Evaluations on Standard Benchmarks. Initially, we evaluate DeepSeek-V2 Chat (SFT) and DeepSeek-V2 Chat (RL) on standard benchmarks. Notably, DeepSeek-V2 Chat (SFT) demonstrates substantial improvements in GSM8K, MATH, and HumanEval evaluations compared with its base version. This progress can be attributed to the inclusion of our SFT data, which comprises a considerable volume of math and code related content. In addition, DeepSeek-V2 Chat (RL) further boosts the performance on math and code benchmarks. We show more code and math evaluations in Appendix F.

As for the comparisons with other models, we first compare DeepSeek-V2 Chat (SFT) with Qwen1.5 72B Chat, and find that DeepSeek-V2 Chat (SFT) surpasses Qwen1.5 72B Chat on almost all of English, math, and code benchmarks.

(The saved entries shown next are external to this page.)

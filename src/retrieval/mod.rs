//! 检索层：相似度索引协作者、多查询扇出与结果融合

pub mod corpus;
pub mod engine;
pub mod fusion;
pub mod index;
pub mod keyword;
pub mod tokenizer;
pub mod vector;

pub use corpus::{load_jsonl, Document};
pub use engine::{FusedResult, QueryFanOut, QueryOutcome, RetrievalEngine, RetrievalSettings};
pub use fusion::{reciprocal_rank_fusion, union_dedup};
pub use index::{Chunk, FusionPolicy, SearchHit, SimilarityIndex};
pub use keyword::KeywordIndex;
pub use vector::VectorIndex;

On Chinese benchmarks, DeepSeek-V2 Chat (SFT) demonstrates slightly lower scores than Qwen1.5 72B Chat on multi-subject multiple-choice tasks, consistent with the performance observed from their base versions. When compared with the state-of-the-art open-source MoE model, Mixtral 8x22B Instruct, DeepSeek-V2 Chat (SFT) exhibits better performance on most benchmarks, except for NaturalQuestions and IFEval. Furthermore, in comparison to the state-of-the-art open-source model LLaMA3 70B Chat, DeepSeek-V2 Chat (SFT) shows similar performance in code and math related benchmarks. LLaMA3 70B Chat exhibits better performance on MMLU and IFEval, while DeepSeek-V2 Chat (SFT) showcases stronger performance on Chinese tasks. Ultimately, DeepSeek-V2 Chat (RL) demonstrates further enhanced performance in both mathematical and coding tasks compared with DeepSeek-V2 Chat (SFT). These comparisons highlight the strengths of DeepSeek-V2 Chat in relation to other language models in various domains and languages.

Evaluations on Open-Ended Generation. We proceed with additional evaluations of our models on open-ended conversation benchmarks. For English open-ended conversation generation, we utilize MT-Bench and AlpacaEval 2.0 as the benchmarks. Evaluation results presented in Table 4 demonstrate a significant performance advantage of DeepSeek-V2 Chat (RL) over DeepSeek-V2 Chat (SFT). This outcome showcases the effectiveness of our RL training in achieving improved alignment. In comparison to other open-source models, DeepSeek-V2 Chat (RL) demonstrates superior performance over Mistral 8x22B Instruct and Qwen1.5 72B Chat on both benchmarks. When compared with LLaMA3 70B Instruct, DeepSeek-V2 Chat (RL) showcases competitive performance on MT-Bench and notably outperforms it on AlpacaEval 2.0. These results highlight the strong performance of DeepSeek-V2 Chat (RL) in generating high-quality and contextually relevant responses, particularly in instruction-based conversation tasks.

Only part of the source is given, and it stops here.